Scientists from Salk Institute have found that roundworms go through a teenager stage. Adolescent worms differ in behavior from adults even though they appear to have the same neurons. These young worms are less predictable and not as efficient at finding food. This may allow for flexibility in a potentially changing environment. The findings were just published in the journal eNeuro.
Juveniles and adults tend to differ in behavior but most previous studies have focused on mammals. Interestingly, scientists have observed differences in behavior between mature and adolescent Caenorhabditis elegans worms. C. elegans is a common scientific model used in research because they are small, transparent, and have simple genomes. Also called roundworms, they are some of the simplest organisms that still have true nervous systems.
Researchers noticed that adolescent C. elegans worms behaved a bit more erratically than adults. Adolescent worms were also much less efficient at finding food. Interestingly, adults and adolescent roundworms share the same exact neurons. To better observe what was happening, the team placed worms in the middle of shallow dishes. The researchers then placed a drop of diacetyl, a chemical that smells like buttery popcorn, on one side of the dish.
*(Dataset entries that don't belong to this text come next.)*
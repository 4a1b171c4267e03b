//! Central session state and the optimistic mutation coordinator.
//!
//! The `App` struct is the single source of truth threaded through the event
//! loop: which screen is active, where the cursor is, the three collections,
//! and the status line. Every local edit mutates the collections here first,
//! synchronously; remote persistence happens afterwards in background tasks
//! whose results re-enter the loop as [`AppEvent`]s.

use crate::fixtures;
use crate::form::{EditTarget, FormKind, FormState};
use crate::model::{CategoryName, FoodItem, StudyItem, SubscriptionItem};
use crate::remote::{decode_items, Category, RemoteClient};
use std::borrow::Cow;
use std::collections::HashMap;
use std::sync::Arc;

/// Entries on the main menu, in cursor order.
pub const MENU_ENTRIES: [&str; 3] = [
    "Food (inventory, recipes & shopping)",
    "Subscriptions (payments & due dates)",
    "Academics (scraped assignments)",
];

/// Delivery choices on the checkout screen, in cursor order.
pub const DELIVERY_CHOICES: [&str; 2] = ["Delivery (+$3.00)", "Pick up (free)"];

/// Units added to stock when an auto-renew threshold triggers at save time.
pub const RESTOCK_QUANTITY: u32 = 3;

/// Flat fee for the delivery choice at `index`.
pub fn delivery_fee(index: usize) -> f64 {
    if index == 0 {
        3.00
    } else {
        0.0
    }
}

// ============================================================================
// Screens
// ============================================================================

/// The active top-level view. Exactly one is active at a time; it determines
/// which key handlers apply and which collection the cursor ranges over.
#[derive(Debug, Clone, Copy, PartialEq, Eq)]
pub enum Screen {
    Menu,
    FoodList,
    FoodRecipe,
    FoodCheckout,
    /// Blocking: checkout task in flight, key input ignored.
    FoodCheckoutProcessing,
    Subscriptions,
    Academics,
    /// Blocking: scrape task in flight, key input ignored.
    AcademicsSyncing,
    FoodForm,
    SubscriptionForm,
}

impl Screen {
    /// Blocking screens swallow every key event except the hard quit; only
    /// the arrival of their own task result moves the machine on.
    pub fn is_blocking(self) -> bool {
        matches!(
            self,
            Screen::FoodCheckoutProcessing | Screen::AcademicsSyncing
        )
    }

    /// Form screens route keys to the form controller instead of navigation.
    pub fn is_form(self) -> bool {
        matches!(self, Screen::FoodForm | Screen::SubscriptionForm)
    }
}

// ============================================================================
// Cursor model
// ============================================================================

#[derive(Debug, Clone, Copy, PartialEq, Eq)]
pub enum Direction {
    Up,
    Down,
}

/// Step a cursor over a collection of `len` elements.
///
/// Up decrements with floor 0; down increments with ceiling `len - 1`
/// (or 0 for an empty collection). Never wraps.
pub fn step_cursor(cursor: usize, len: usize, direction: Direction) -> usize {
    match direction {
        Direction::Up => cursor.saturating_sub(1),
        Direction::Down => (cursor + 1).min(len.saturating_sub(1)),
    }
}
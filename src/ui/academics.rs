use crate::app::{App, Screen};
use ratatui::{
    layout::{Constraint, Direction, Layout, Rect},
    style::Style,
    text::Line,
    widgets::{Block, Borders, List, ListItem, Paragraph},
    Frame,
};

use super::render::{accent_style, hint_style, selected_style, spinner_char};

/// Render the academics deadline list, including its blocking scrape variant.
pub(super) fn render(f: &mut Frame, app: &App, area: Rect) {
    let chunks = Layout::default()
        .direction(Direction::Vertical)
        .constraints([Constraint::Min(0), Constraint::Length(1)])
        .split(area);

    let block = Block::default().borders(Borders::ALL).title(" Academics ");

    if app.screen == Screen::AcademicsSyncing {
        let body = Paragraph::new(format!(
            "{} Scraping Canvas for assignments...",
            spinner_char(app.spinner_frame)
        ))
        .style(accent_style())
        .block(block);
        f.render_widget(body, chunks[0]);
        f.render_widget(
            Paragraph::new("Scraping... please wait").style(hint_style()),
            chunks[1],
        );
        return;
    }

    let items: Vec<ListItem> = if app.academics.is_empty() {
        vec![ListItem::new("No pending assignments.")]
    } else {
        app.academics
            .iter()
            .enumerate()
            .map(|(i, item)| {
                let (marker, style) = if i == app.cursor {
                    ("> ", selected_style())
                } else {
                    ("  ", Style::default())
                };
                ListItem::new(Line::styled(
                    format!("{}{:<35} | {}", marker, item.name, item.due_date),
                    style,
                ))
            })
            .collect()
    };

    f.render_widget(List::new(items).block(block), chunks[0]);

    let hint =
        Paragraph::new("[s] sync from Canvas  [Up/Down] navigate  [Esc] back").style(hint_style());
    f.render_widget(hint, chunks[1]);
}
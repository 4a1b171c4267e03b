use crate::app::{App, Screen, DELIVERY_CHOICES};
use ratatui::{
    layout::{Constraint, Direction, Layout, Rect},
    style::Style,
    text::Line,
    widgets::{Block, Borders, Paragraph},
    Frame,
};

use super::render::{accent_style, hint_style, selected_style, spinner_char};

/// Render the checkout screen, including its blocking processing variant.
pub(super) fn render(f: &mut Frame, app: &App, area: Rect) {
    let chunks = Layout::default()
        .direction(Direction::Vertical)
        .constraints([Constraint::Min(0), Constraint::Length(1)])
        .split(area);

    let block = Block::default().borders(Borders::ALL).title(" Checkout ");

    if app.screen == Screen::FoodCheckoutProcessing {
        let body = Paragraph::new(format!(
            "{} Placing your order and processing payment...",
            spinner_char(app.spinner_frame)
        ))
        .style(accent_style())
        .block(block);
        f.render_widget(body, chunks[0]);
        f.render_widget(
            Paragraph::new("Processing... please wait").style(hint_style()),
            chunks[1],
        );
        return;
    }

    let cart = app.cart_lines();
    let mut lines: Vec<Line> = Vec::new();

    if cart.is_empty() {
        lines.push(Line::raw("Cart empty."));
        lines.push(Line::raw(
            "Go back and press Right to add items to the cart.",
        ));
    } else {
        lines.push(Line::raw("Items in cart:"));
        for (qty, name, cost) in &cart {
            lines.push(Line::raw(format!("  {}x {:<15} - ${:.2}", qty, name, cost)));
        }
        lines.push(Line::raw(format!("Subtotal: ${:.2}", app.cart_subtotal())));
        lines.push(Line::raw(""));
        lines.push(Line::raw("Choose delivery:"));
        for (i, choice) in DELIVERY_CHOICES.iter().enumerate() {
            let (marker, style) = if i == app.cursor {
                ("> ", selected_style())
            } else {
                ("  ", Style::default())
            };
            lines.push(Line::styled(format!("  {}{}", marker, choice), style));
        }
        lines.push(Line::raw(""));
        lines.push(Line::styled(
            format!("Total to pay: ${:.2}", app.checkout_total(app.cursor)),
            accent_style(),
        ));
    }

    f.render_widget(Paragraph::new(lines).block(block), chunks[0]);
    f.render_widget(
        Paragraph::new("[Up/Down] delivery  [Enter] place order  [Esc] cancel").style(hint_style()),
        chunks[1],
    );
}
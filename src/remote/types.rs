use serde::de::DeserializeOwned;
use serde::{Deserialize, Serialize};

/// A remote category row.
///
/// `content` is an opaque structured payload wrapping `{"items": [...]}`;
/// the exact item shape depends on the category name and is decoded by the
/// caller via [`decode_items`].
#[derive(Debug, Clone, Serialize, Deserialize)]
pub struct Category {
    #[serde(default)]
    pub id: String,
    /// The session token that owns this category.
    #[serde(rename = "user_id")]
    pub owner_token: String,
    pub name: String,
    pub content: serde_json::Value,
}

/// Decode the `items` array out of a category content blob.
///
/// Lenient on purpose: a missing `items` key or a shape mismatch yields an
/// empty collection rather than an error. The local optimistic state is
/// authoritative; a malformed blob is logged and otherwise ignored.
pub fn decode_items<T: DeserializeOwned>(category: &Category) -> Vec<T> {
    let Some(items) = category.content.get("items") else {
        tracing::warn!(category = %category.name, "Category content has no items array");
        return Vec::new();
    };
    match serde_json::from_value(items.clone()) {
        Ok(items) => items,
        Err(e) => {
            tracing::warn!(category = %category.name, error = %e, "Failed to decode category items");
            Vec::new()
        }
    }
}
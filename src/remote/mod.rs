//! Remote category store client.
//!
//! The store keeps one named category per collection (Food, Subscriptions,
//! Academics), each holding an opaque content blob that wraps the serialized
//! items. This module owns the wire types and the HTTP client; everything
//! above it works with decoded collections and typed errors.

mod client;
mod types;

pub use client::{RemoteClient, RemoteError};
pub use types::{decode_items, Category};
//! Domain items tracked by the dashboard.
//!
//! These structs define the wire shape of collection items: the remote store
//! wraps each collection in an opaque `{"items": [...]}` blob whose elements
//! serialize exactly as defined here. `cart_qty` is transient UI state and
//! never crosses the wire.

use serde::{Deserialize, Serialize};

/// A tracked pantry item.
#[derive(Debug, Clone, PartialEq, Serialize, Deserialize)]
#[serde(rename_all = "camelCase")]
pub struct FoodItem {
    pub name: String,
    pub price: f64,
    pub amount: u32,
    pub renew_threshold: u32,
    /// Quantity currently in the shopping cart. Reset to 0 after checkout.
    #[serde(skip)]
    pub cart_qty: u32,
}

/// A recurring subscription with a billing cycle and due date.
#[derive(Debug, Clone, PartialEq, Serialize, Deserialize)]
#[serde(rename_all = "camelCase")]
pub struct SubscriptionItem {
    pub name: String,
    pub price: f64,
    /// Free-text due date ("Mar 14", "2026-09-01", "TBD", ...).
    pub due_date: String,
    pub cycle: BillingCycle,
}

/// An assignment or deadline scraped from the academics backend.
///
/// Never created by the user directly; arrives only via fetch or scrape.
#[derive(Debug, Clone, PartialEq, Serialize, Deserialize)]
#[serde(rename_all = "camelCase")]
pub struct StudyItem {
    pub name: String,
    pub due_date: String,
}

/// Billing interval for a subscription. Fixed enumerated set.
#[derive(Debug, Clone, Copy, PartialEq, Eq, Default, Serialize, Deserialize)]
pub enum BillingCycle {
    #[default]
    Monthly,
    Quarterly,
    Yearly,
}

impl BillingCycle {
    /// All cycles in selector order. The form's cycle selector indexes into
    /// this slice.
    pub const ALL: [BillingCycle; 3] = [
        BillingCycle::Monthly,
        BillingCycle::Quarterly,
        BillingCycle::Yearly,
    ];

    pub fn label(self) -> &'static str {
        match self {
            BillingCycle::Monthly => "Monthly",
            BillingCycle::Quarterly => "Quarterly",
            BillingCycle::Yearly => "Yearly",
        }
    }

    /// Position of this cycle in [`BillingCycle::ALL`].
    pub fn index(self) -> usize {
        Self::ALL.iter().position(|c| *c == self).unwrap_or(0)
    }
}

impl std::fmt::Display for BillingCycle {
    fn fmt(&self, f: &mut std::fmt::Formatter<'_>) -> std::fmt::Result {
        f.write_str(self.label())
    }
}

/// The three remote categories. Remote category ids are keyed by this name.
#[derive(Debug, Clone, Copy, PartialEq, Eq, Hash)]
pub enum CategoryName {
    Food,
    Subscriptions,
    Academics,
}

impl CategoryName {
    pub fn as_str(self) -> &'static str {
        match self {
            CategoryName::Food => "Food",
            CategoryName::Subscriptions => "Subscriptions",
            CategoryName::Academics => "Academics",
        }
    }

    /// Match a remote category name back to the typed key. Unknown names
    /// (e.g. categories created by another client) return `None` and are
    /// ignored by reconciliation.
    pub fn from_name(name: &str) -> Option<Self> {
        match name {
            "Food" => Some(CategoryName::Food),
            "Subscriptions" => Some(CategoryName::Subscriptions),
            "Academics" => Some(CategoryName::Academics),
            _ => None,
        }
    }
}

impl std::fmt::Display for CategoryName {
    fn fmt(&self, f: &mut std::fmt::Formatter<'_>) -> std::fmt::Result {
        f.write_str(self.as_str())
    }
}

#[cfg(test)]
mod tests {
    use super::*;

    #[test]
    fn test_cart_qty_not_serialized() {
        let item = FoodItem {
            name: "Rice".to_string(),
            price: 4.5,
            amount: 2,
            renew_threshold: 1,
            cart_qty: 7,
        };
        let json = serde_json::to_value(&item).unwrap();
        assert!(json.get("cartQty").is_none());
        assert_eq!(json["renewThreshold"], 1);
    }

    #[test]
    fn test_food_item_deserializes_with_zero_cart() {
        let json = r#"{"name":"Rice","price":4.5,"amount":2,"renewThreshold":1}"#;
        let item: FoodItem = serde_json::from_str(json).unwrap();
        assert_eq!(item.cart_qty, 0);
    }

    #[test]
    fn test_billing_cycle_roundtrip() {
        for cycle in BillingCycle::ALL {
            let json = serde_json::to_string(&cycle).unwrap();
            assert_eq!(json, format!("\"{}\"", cycle.label()));
            let back: BillingCycle = serde_json::from_str(&json).unwrap();
            assert_eq!(back, cycle);
        }
    }

    #[test]
    fn test_cycle_index_matches_all_order() {
        assert_eq!(BillingCycle::Monthly.index(), 0);
        assert_eq!(BillingCycle::Quarterly.index(), 1);
        assert_eq!(BillingCycle::Yearly.index(), 2);
    }

    #[test]
    fn test_category_name_roundtrip() {
        for cat in [
            CategoryName::Food,
            CategoryName::Subscriptions,
            CategoryName::Academics,
        ] {
            assert_eq!(CategoryName::from_name(cat.as_str()), Some(cat));
        }
        assert_eq!(CategoryName::from_name("Chores"), None);
    }
}
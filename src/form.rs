//! Multi-field form controller for the add/edit screens.
//!
//! A form is a bounded, ordered set of text fields plus, for subscriptions,
//! one multi-choice "cycle" selector. Focus moves cyclically over the logical
//! field count (wrapping at both ends), while the selector's own value steps
//! with clamping at the enumerated set's bounds. That asymmetry is part of
//! the contract: focus cycles, the selector clamps.
//!
//! Validation happens at save time only: an empty name makes the save a
//! silent no-op, and malformed numeric input coerces to zero without any
//! error surface.

use crate::model::{BillingCycle, FoodItem, SubscriptionItem};

/// Maximum characters accepted per text field.
pub const FIELD_CHAR_LIMIT: usize = 32;

/// Which collection a form edits.
#[derive(Debug, Clone, Copy, PartialEq, Eq)]
pub enum FormKind {
    Food,
    Subscription,
}

/// Whether a save appends a new item or replaces an existing one.
#[derive(Debug, Clone, Copy, PartialEq, Eq)]
pub enum EditTarget {
    New,
    Existing(usize),
}

/// A single text field.
#[derive(Debug, Clone)]
pub struct Field {
    pub value: String,
    pub placeholder: &'static str,
}

impl Field {
    fn new(placeholder: &'static str) -> Self {
        Self {
            value: String::new(),
            placeholder,
        }
    }

    fn prefilled(placeholder: &'static str, value: String) -> Self {
        Self { value, placeholder }
    }
}

/// Form state for the add/edit screens.
///
/// Exists if and only if the session is on a form screen.
#[derive(Debug, Clone)]
pub struct FormState {
    pub kind: FormKind,
    pub target: EditTarget,
    pub fields: Vec<Field>,
    /// Focused logical field index. For subscriptions the last logical index
    /// is the cycle selector, not a text field.
    pub focus: usize,
    /// Selected index into [`BillingCycle::ALL`]. Unused for food forms.
    pub cycle_index: usize,
}

impl FormState {
    /// Build a food form: name, price, stock amount, renew threshold.
    ///
    /// When editing, every field is pre-filled from the item's current values.
    pub fn food(target: EditTarget, existing: Option<&FoodItem>) -> Self {
        let fields = match existing {
            Some(item) => vec![
                Field::prefilled("Food name", item.name.clone()),
                Field::prefilled("Price per unit", format!("{:.2}", item.price)),
                Field::prefilled("Current stock amount", item.amount.to_string()),
                Field::prefilled(
                    "Auto-renew threshold (0 = disabled)",
                    item.renew_threshold.to_string(),
                ),
            ],
            None => vec![
                Field::new("Food name"),
                Field::new("Price per unit"),
                Field::new("Current stock amount"),
                Field::new("Auto-renew threshold (0 = disabled)"),
            ],
        };
        Self {
            kind: FormKind::Food,
            target,
            fields,
            focus: 0,
            cycle_index: 0,
        }
    }

    /// Build a subscription form: name, price, payment date, cycle selector.
    ///
    /// The selector pre-sets to the edited item's cycle, falling back to the
    /// first choice when nothing matches.
    pub fn subscription(target: EditTarget, existing: Option<&SubscriptionItem>) -> Self {
        let (fields, cycle_index) = match existing {
            Some(item) => (
                vec![
                    Field::prefilled("Service name", item.name.clone()),
                    Field::prefilled("Price", format!("{:.2}", item.price)),
                    Field::prefilled("Payment date", item.due_date.clone()),
                ],
                item.cycle.index(),
            ),
            None => (
                vec![
                    Field::new("Service name"),
                    Field::new("Price"),
                    Field::new("Payment date"),
                ],
                0,
            ),
        };
        Self {
            kind: FormKind::Subscription,
            target,
            fields,
            focus: 0,
            cycle_index,
        }
    }

    /// Total logical field count, including the non-text cycle selector.
    pub fn logical_len(&self) -> usize {
        match self.kind {
            FormKind::Food => self.fields.len(),
            FormKind::Subscription => self.fields.len() + 1,
        }
    }

    /// True when the focused logical field is the cycle selector.
    pub fn selector_focused(&self) -> bool {
        self.kind == FormKind::Subscription && self.focus == self.logical_len() - 1
    }

    /// True when confirm should attempt a save instead of advancing focus.
    pub fn on_last_field(&self) -> bool {
        self.focus == self.logical_len() - 1
    }

    /// Advance focus, wrapping past the last field to the first.
    pub fn focus_next(&mut self) {
        self.focus = (self.focus + 1) % self.logical_len();
    }

    /// Regress focus, wrapping before the first field to the last.
    pub fn focus_prev(&mut self) {
        let len = self.logical_len();
        self.focus = (self.focus + len - 1) % len;
    }

    /// Step the cycle selector left, clamping at the first choice.
    pub fn selector_left(&mut self) {
        self.cycle_index = self.cycle_index.saturating_sub(1);
    }

    /// Step the cycle selector right, clamping at the last choice.
    pub fn selector_right(&mut self) {
        if self.cycle_index + 1 < BillingCycle::ALL.len() {
            self.cycle_index += 1;
        }
    }

    /// Append a character to the focused text field. Ignored on the selector
    /// and once the field is at its length cap.
    pub fn insert_char(&mut self, c: char) {
        if self.selector_focused() {
            return;
        }
        let field = &mut self.fields[self.focus];
        if field.value.chars().count() < FIELD_CHAR_LIMIT {
            field.value.push(c);
        }
    }

    /// Remove the last character of the focused text field.
    pub fn backspace(&mut self) {
        if self.selector_focused() {
            return;
        }
        self.fields[self.focus].value.pop();
    }

    /// Build the food item this form describes, or `None` when the name is
    /// empty (the save is then a no-op and the form stays open).
    ///
    /// Numeric parsing is lenient by contract: malformed input becomes zero.
    /// The caller owns auto-renew and cart preservation.
    pub fn food_item(&self) -> Option<FoodItem> {
        debug_assert_eq!(self.kind, FormKind::Food);
        let name = self.fields[0].value.trim();
        if name.is_empty() {
            return None;
        }
        Some(FoodItem {
            name: name.to_string(),
            price: self.fields[1].value.trim().parse().unwrap_or(0.0),
            amount: self.fields[2].value.trim().parse().unwrap_or(0),
            renew_threshold: self.fields[3].value.trim().parse().unwrap_or(0),
            cart_qty: 0,
        })
    }

    /// Build the subscription item this form describes, or `None` when the
    /// name is empty. An empty date saves as "TBD".
    pub fn subscription_item(&self) -> Option<SubscriptionItem> {
        debug_assert_eq!(self.kind, FormKind::Subscription);
        let name = self.fields[0].value.trim();
        if name.is_empty() {
            return None;
        }
        let date = self.fields[2].value.trim();
        Some(SubscriptionItem {
            name: name.to_string(),
            price: self.fields[1].value.trim().parse().unwrap_or(0.0),
            due_date: if date.is_empty() {
                "TBD".to_string()
            } else {
                date.to_string()
            },
            cycle: BillingCycle::ALL[self.cycle_index],
        })
    }
}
C. elegans worms would normally show a strong preference for diacetyl as a food source but the adults were much quicker to respond to the smell. The juvenile worms were still interested in the chemical but took different paths or moved slower. When the researchers added a repellent instead, both adults and adolescents showed the same escape behaviors. This shows that the juveniles had full use of their sensory neurons but were more flexible in behaviors—they knew to escape from dangerous chemicals but had yet to develop a strong preference for a single food source.
Further analysis revealed that the adolescent worms were using different neuron pairs than the adults. Adults used more neurons when finding food and switching these neurons off made them exhibit juvenile behavior. In other words, adolescent worms don’t use all of their neurons until they reach adulthood. This would potentially give them an evolutionary advantage since they could adapt their behaviors based on their home environment.
The team’s findings show that even the simplest of organisms go through a “teenager” stage where they behave differently from adults—even though they technically have the same sensory neurons. This allows them to adapt to an environment that may differ from the home of their parents.
Hale et al. Altered Sensory Code Drives Juvenile-to-Adult Behavioral Maturation in Caenorhabditis elegans. eNeuro (2017).